The yen rose over 1% to 153.99 per dollar as of 0427 GMT, after sharp spikes on Friday sparked speculation over potential intervention. The New York Federal Reserve conducted rate checks on Friday, sources told Reuters, raising the chance of joint U.S.-Japan intervention to halt the currency’s slide.

“The market’s inclination is to short the yen but the possibility of co-ordination means it no longer is a one-way bet,” said Prashant Newnaha, senior rates strategist at TD Securities in Singapore.

The prospect of joint intervention to support the yen pulled the dollar lower and broadly lifted other currencies.

Japan’s Nikkei dropped about 2% while S&P 500 futures fell 0.25% and European futures were 0.27% lower as traders awaited the Federal Reserve’s policy meeting later in the week.

U.S. President Donald Trump provided temporary relief to markets last week by reversing tariff threats and downplaying potential forceful action against Greenland. However, further sanctions targeting Iran have reinforced market anxiety.

Increased U.S. pressure against Iran is pushing oil prices higher and lifting safe-haven gold to record peaks. Precious metals, including silver , have surged in a blistering rally so far this year, also aided by a softer dollar.

INTERVENTION CHATTER KEEPS YEN ALOFT

While authorities in Tokyo declined to comment on the yen’s wild swings, sources told Reuters about the rate checks on Friday, leaving traders on edge at the prospect of an intervention that could come any time.

Japanese Prime Minister Sanae Takaichi said on Sunday her government will take necessary steps against speculative market moves.

Carlos Casanova, senior Asia economist at UBP, said the mere expectation of potential intervention could, in itself, contribute to some strengthening of the currency.

“The Japanese yen is likely to stabilise to some extent – though the catalysts for significant appreciation remain limited – while long-term yields are expected to face continued pressure at their current elevated levels.”

A steep bond market rout in Japan last week had put the spotlight on Takaichi’s expansionary fiscal policy as she called a snap election that is due for February 8. The bond market has since calmed somewhat, but investors remain jittery.

The yen was broadly firmer against other currencies too on Monday, inching away from the record low against the euro and Swiss franc and multi-decade lows against sterling.

Charu Chanana, chief investment strategist at Saxo, said the rate-check style warning could help reset positioning and remind the market there’s a line near 159–160.

“With the dollar starting to look softer, this is actually a cleaner window for Japan to lean against yen weakness. Intervention works better when it’s going with the broader USD tide, not fighting it.”

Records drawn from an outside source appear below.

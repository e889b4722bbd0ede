//! Keel Container Reconciliation Engine
//!
//! Turns a declarative container specification into Kubernetes workloads,
//! networking, storage and Tekton build pipelines, and keeps them in step
//! as the container settings change:
//! - Coordinator: sequences every reconciler for a create, update or delete
//! - Resource reconcilers: one per Kubernetes kind
//! - Change detector: decides which categories an update touches
//! - TCP proxy manager: exposes raw TCP ports through ingress-nginx
//! - Pipeline manager: Tekton triggers plus git provider webhooks

pub mod changes;
pub mod cluster;
pub mod config;
pub mod coordinator;
pub mod error;
pub mod manifest;
pub mod pipeline;
pub mod resources;
pub mod tcp_proxy;

#[cfg(test)]
mod coordinator_test;
#[cfg(test)]
mod tcp_proxy_test;
#[cfg(test)]
mod test_utils;

pub use changes::{ChangeSet, ResourceCategory};
pub use cluster::{ClusterApi, KubeCluster, ResourceKind};
pub use config::EngineConfig;
pub use coordinator::{Action, Coordinator, ReconcileOutcome};
pub use error::{ClusterError, ReconcileError};
pub use pipeline::PipelineManager;
pub use tcp_proxy::{ProxySweep, TcpProxyManager};
//! Deployment reconciler

use super::{adopt_metadata, ResourceReconciler};
use crate::cluster::{create_typed, delete_if_exists, get_typed, replace_typed, ClusterApi, ResourceKind};
use crate::error::ReconcileError;
use crate::manifest::pod::{live_image, merge_pod_template, pod_template, DataVolume};
use crate::manifest::{label_selector, names, Definition};
use k8s_openapi::api::apps::v1::{Deployment, DeploymentSpec, DeploymentStrategy, RollingUpdateDeployment};
use k8s_openapi::apimachinery::pkg::util::intstr::IntOrString;
use platform_model::{DeploymentConfig, DeploymentStrategy as Strategy, SurgeType};
use std::sync::Arc;
use tracing::info;

#[derive(Debug, Clone)]
pub struct DeploymentReconciler {
    cluster: Arc<dyn ClusterApi>,
}

fn surge(value: u32, kind: SurgeType) -> IntOrString {
    match kind {
        SurgeType::Number => IntOrString::Int(i32::try_from(value).unwrap_or(i32::MAX)),
        SurgeType::Percentage => IntOrString::String(format!("{}%", value)),
    }
}

fn strategy(config: &DeploymentConfig) -> DeploymentStrategy {
    match config.strategy {
        Strategy::Recreate => DeploymentStrategy {
            type_: Some(Strategy::Recreate.as_str().to_string()),
            rolling_update: None,
        },
        Strategy::RollingUpdate => DeploymentStrategy {
            type_: Some(Strategy::RollingUpdate.as_str().to_string()),
            rolling_update: config.rolling_update.as_ref().map(|r| RollingUpdateDeployment {
                max_surge: Some(surge(r.max_surge, r.max_surge_type)),
                max_unavailable: Some(surge(r.max_unavailable, r.max_unavailable_type)),
            }),
        },
    }
}

/// Render the Deployment for a container
pub fn render(def: &Definition<'_>, name: &str, image: &str) -> Result<Deployment, ReconcileError> {
    let config = def.container.deployment_config().ok_or_else(|| {
        ReconcileError::Validation(format!("container {} has no deployment settings", def.iid()))
    })?;
    let data = if def.container.storage().is_some() {
        DataVolume::Claim(names::primary(def.iid()))
    } else {
        DataVolume::None
    };

    Ok(Deployment {
        metadata: def.metadata(name),
        spec: Some(DeploymentSpec {
            replicas: Some(config.desired_replicas),
            selector: label_selector(def.iid()),
            template: pod_template(def, image, &data)?,
            strategy: Some(strategy(config)),
            revision_history_limit: config.revision_history_limit,
            ..Default::default()
        }),
        status: None,
    })
}

/// Fold a rendered Deployment into the live one
///
/// The selector is immutable and kept. Replicas stay with the autoscaler
/// when one is active.
pub fn merge(live: Deployment, desired: Deployment, keep_image: bool, autoscaled: bool) -> Deployment {
    let mut spec = live.spec.unwrap_or_default();
    if let Some(desired_spec) = desired.spec {
        if !autoscaled {
            spec.replicas = desired_spec.replicas;
        }
        spec.strategy = desired_spec.strategy;
        spec.revision_history_limit = desired_spec.revision_history_limit;
        merge_pod_template(&mut spec.template, desired_spec.template, keep_image);
    }
    Deployment {
        metadata: adopt_metadata(live.metadata, desired.metadata),
        spec: Some(spec),
        status: None,
    }
}

impl DeploymentReconciler {
    pub fn new(cluster: Arc<dyn ClusterApi>) -> Self {
        Self { cluster }
    }
}

#[async_trait::async_trait]
impl ResourceReconciler for DeploymentReconciler {
    fn kind(&self) -> ResourceKind {
        ResourceKind::Deployment
    }

    async fn create(&self, def: &Definition<'_>, name: &str, namespace: &str) -> Result<(), ReconcileError> {
        info!("Creating Deployment {}/{}", namespace, name);
        let deployment = render(def, name, &def.image()?)?;
        create_typed(self.cluster.as_ref(), ResourceKind::Deployment, namespace, &deployment).await?;
        Ok(())
    }

    async fn update(&self, def: &Definition<'_>, name: &str, namespace: &str) -> Result<(), ReconcileError> {
        info!("Reconciling Deployment {}/{}", namespace, name);
        let live: Option<Deployment> =
            get_typed(self.cluster.as_ref(), ResourceKind::Deployment, namespace, name).await?;
        let Some(live) = live else {
            info!("Deployment {}/{} is missing, recreating", namespace, name);
            return self.create(def, name, namespace).await;
        };

        let live_image = live_image(live.spec.as_ref().map(|s| &s.template));
        let image = match live_image {
            Some(image) if def.pipeline_owns_image() => image,
            _ => def.image()?,
        };
        let autoscaled = def
            .container
            .deployment_config()
            .is_some_and(DeploymentConfig::autoscaling_enabled);

        let desired = render(def, name, &image)?;
        let merged = merge(live, desired, def.pipeline_owns_image(), autoscaled);
        replace_typed(self.cluster.as_ref(), ResourceKind::Deployment, namespace, name, &merged).await?;
        Ok(())
    }

    async fn delete(&self, name: &str, namespace: &str) -> Result<(), ReconcileError> {
        if delete_if_exists(self.cluster.as_ref(), ResourceKind::Deployment, namespace, name).await? {
            info!("Deleted Deployment {}/{}", namespace, name);
        }
        Ok(())
    }
}
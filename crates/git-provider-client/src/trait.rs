//! GitProviderClient trait
//!
//! Every provider difference the pipeline manager cares about sits behind
//! this trait: webhook creation, webhook deletion and the CEL expression
//! that restricts a trigger to one branch. Tests use the mock implementation.

use crate::error::GitProviderError;
use crate::models::WebhookRequest;
use platform_model::ProviderKind;

/// Trait for git provider webhook operations
///
/// All async methods must be `Send` to work with Tokio's work-stealing runtime.
#[async_trait::async_trait]
pub trait GitProviderClient: Send + Sync {
    /// Which provider this client talks to
    fn provider(&self) -> ProviderKind;

    /// Register a push webhook on the repository and return its id
    async fn create_webhook(&self, repo_url: &str, request: &WebhookRequest) -> Result<String, GitProviderError>;

    /// Remove a previously registered webhook
    async fn delete_webhook(&self, repo_url: &str, webhook_id: &str) -> Result<(), GitProviderError>;

    /// CEL expression over the provider's push payload that matches `branch`
    fn branch_filter_expression(&self, branch: &str) -> String;
}

/// Escapes a value for use inside a single-quoted CEL string literal.
pub fn cel_string(value: &str) -> String {
    value.replace('\\', "\\\\").replace('\'', "\\'")
}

The dollar index , which measures the U.S. currency against six rivals, fell as much as 0.2% to a four-month low of 96.996 after dropping 0.8% on Friday in its biggest one-day drop since August.

Investor focus this week will also be on the Fed. The central bank is expected to hold rates steady at a meeting overshadowed by a Trump administration criminal investigation of Fed Chair Jerome Powell, whose term ends in May.

In commodities, oil prices were little changed after rising about 3% on Friday, with traders weighing the impact of Trump pressuring Iran through more sanctions on vessels that transport its oil.

Brent crude futures were flat at $65.91 a barrel, while U.S. West Texas Intermediate crude stood at $61.1 per barrel.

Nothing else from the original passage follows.